The U.S. House of Representatives has introduced a bill that will make it easier for private sector organizations to disclose information about cybersecurity threats to government agencies without fear of backlash, reports the International Business Times.
The bipartisan legislation would allow companies to report hacking activity to a civilian organization instead of the Department of Defense or NSA, although data would be doubly “scrubbed” to eliminate personal details contained therein.
In addition, the measure offers expand liability protection so companies feel more willing to voluntarily provide information about hacking incidents without fear of being sued.
The bill will be put to a committee vote, and if successful, would move to a vote in the House of Representatives. It’s expected to pass, even though critics have voiced numerous privacy concerns, such as heightened surveillance.
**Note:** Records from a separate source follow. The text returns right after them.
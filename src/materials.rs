use crate::cost::CostCoefficients;
use crate::error::{GeneratorError, GeneratorResult};
use serde::{Deserialize, Serialize};
use std::fs::File;
use std::io::BufReader;
use std::path::Path;

#[derive(Serialize, Deserialize)]
struct MaterialPropertiesJSON {
    #[serde(rename = "iron_density [kg/m^3]")]
    iron_density: f64,
    #[serde(rename = "copper_density [kg/m^3]")]
    copper_density: f64,
    #[serde(rename = "structural_steel_density [kg/m^3]")]
    structural_steel_density: f64,
    #[serde(rename = "specific_costs [1/kg]")]
    costs: CostCoefficients,
}

/// Densities and specific costs of the generator materials.
#[derive(Clone, Copy, Debug, PartialEq, Serialize, Deserialize)]
#[serde(try_from = "MaterialPropertiesJSON")]
#[serde(into = "MaterialPropertiesJSON")]
pub struct MaterialProperties {
    iron_density: f64,
    copper_density: f64,
    /// Informational only. The structural mass follows an empirical regression
    /// on the active mass and does not depend on this density.
    structural_steel_density: f64,
    costs: CostCoefficients,
}

impl TryFrom<MaterialPropertiesJSON> for MaterialProperties {
    type Error = GeneratorError;

    fn try_from(json: MaterialPropertiesJSON) -> GeneratorResult<Self> {
        Self::new(
            json.iron_density,
            json.copper_density,
            json.structural_steel_density,
            json.costs,
        )
    }
}

impl From<MaterialProperties> for MaterialPropertiesJSON {
    fn from(materials: MaterialProperties) -> Self {
        Self {
            iron_density: materials.iron_density,
            copper_density: materials.copper_density,
            structural_steel_density: materials.structural_steel_density,
            costs: materials.costs,
        }
    }
}

impl Default for MaterialProperties {
    fn default() -> Self {
        Self {
            iron_density: 7700.0,
            copper_density: 8900.0,
            structural_steel_density: 7850.0,
            costs: CostCoefficients::default(),
        }
    }
}

impl MaterialProperties {
    pub fn new(
        iron_density: f64,
        copper_density: f64,
        structural_steel_density: f64,
        costs: CostCoefficients,
    ) -> GeneratorResult<Self> {
        for (name, density) in [
            ("iron", iron_density),
            ("copper", copper_density),
            ("structural steel", structural_steel_density),
        ] {
            if !(density.is_finite() && density > 0.0) {
                return Err(GeneratorError::config(format!(
                    "{name} density must be positive, got {density}"
                )));
            }
        }
        Ok(Self {
            iron_density,
            copper_density,
            structural_steel_density,
            costs,
        })
    }

    pub fn from_json<P: AsRef<Path>>(file: P) -> GeneratorResult<Self> {
        let reader = BufReader::new(File::open(file)?);
        Ok(serde_json::from_reader(reader)?)
    }

    pub fn iron_density(&self) -> f64 {
        self.iron_density
    }

    pub fn copper_density(&self) -> f64 {
        self.copper_density
    }

    /// Not used by the evaluator; see the structural mass regression.
    pub fn structural_steel_density(&self) -> f64 {
        self.structural_steel_density
    }

    pub fn costs(&self) -> &CostCoefficients {
        &self.costs
    }
}

#[cfg(test)]
mod tests {
    use super::*;

    #[test]
    fn rejects_non_positive_density() {
        let costs = CostCoefficients::default();
        assert!(MaterialProperties::new(0.0, 8900.0, 7850.0, costs).is_err());
        assert!(MaterialProperties::new(7700.0, -1.0, 7850.0, costs).is_err());
        assert!(MaterialProperties::new(7700.0, 8900.0, 7850.0, costs).is_ok());
    }

    #[test]
    fn json_roundtrip_validates() {
        let json = serde_json::to_string(&MaterialProperties::default()).unwrap();
        let materials: MaterialProperties = serde_json::from_str(&json).unwrap();
        assert_eq!(materials, MaterialProperties::default());

        let invalid = json.replace("7700.0", "-7700.0");
        assert!(serde_json::from_str::<MaterialProperties>(&invalid).is_err());
    }
}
Democrats believe that they’ve addressed these concerns sufficiently, as the bill includes language forbidding the NSA from monitoring the activity of individual Americans. In addition, they assert that they’ve received favorable feedback from the business community.
The eventual fate of the bill seems to rest in President Obama’s hands. If he vetoes it due to privacy issues, lawmakers would have no choice but to wait until 2017 and try again.
Similar legislation is currently circling the Senate, as both chambers hope to move quickly on cyber security in the wake of recent incidents such as the Anthem breach.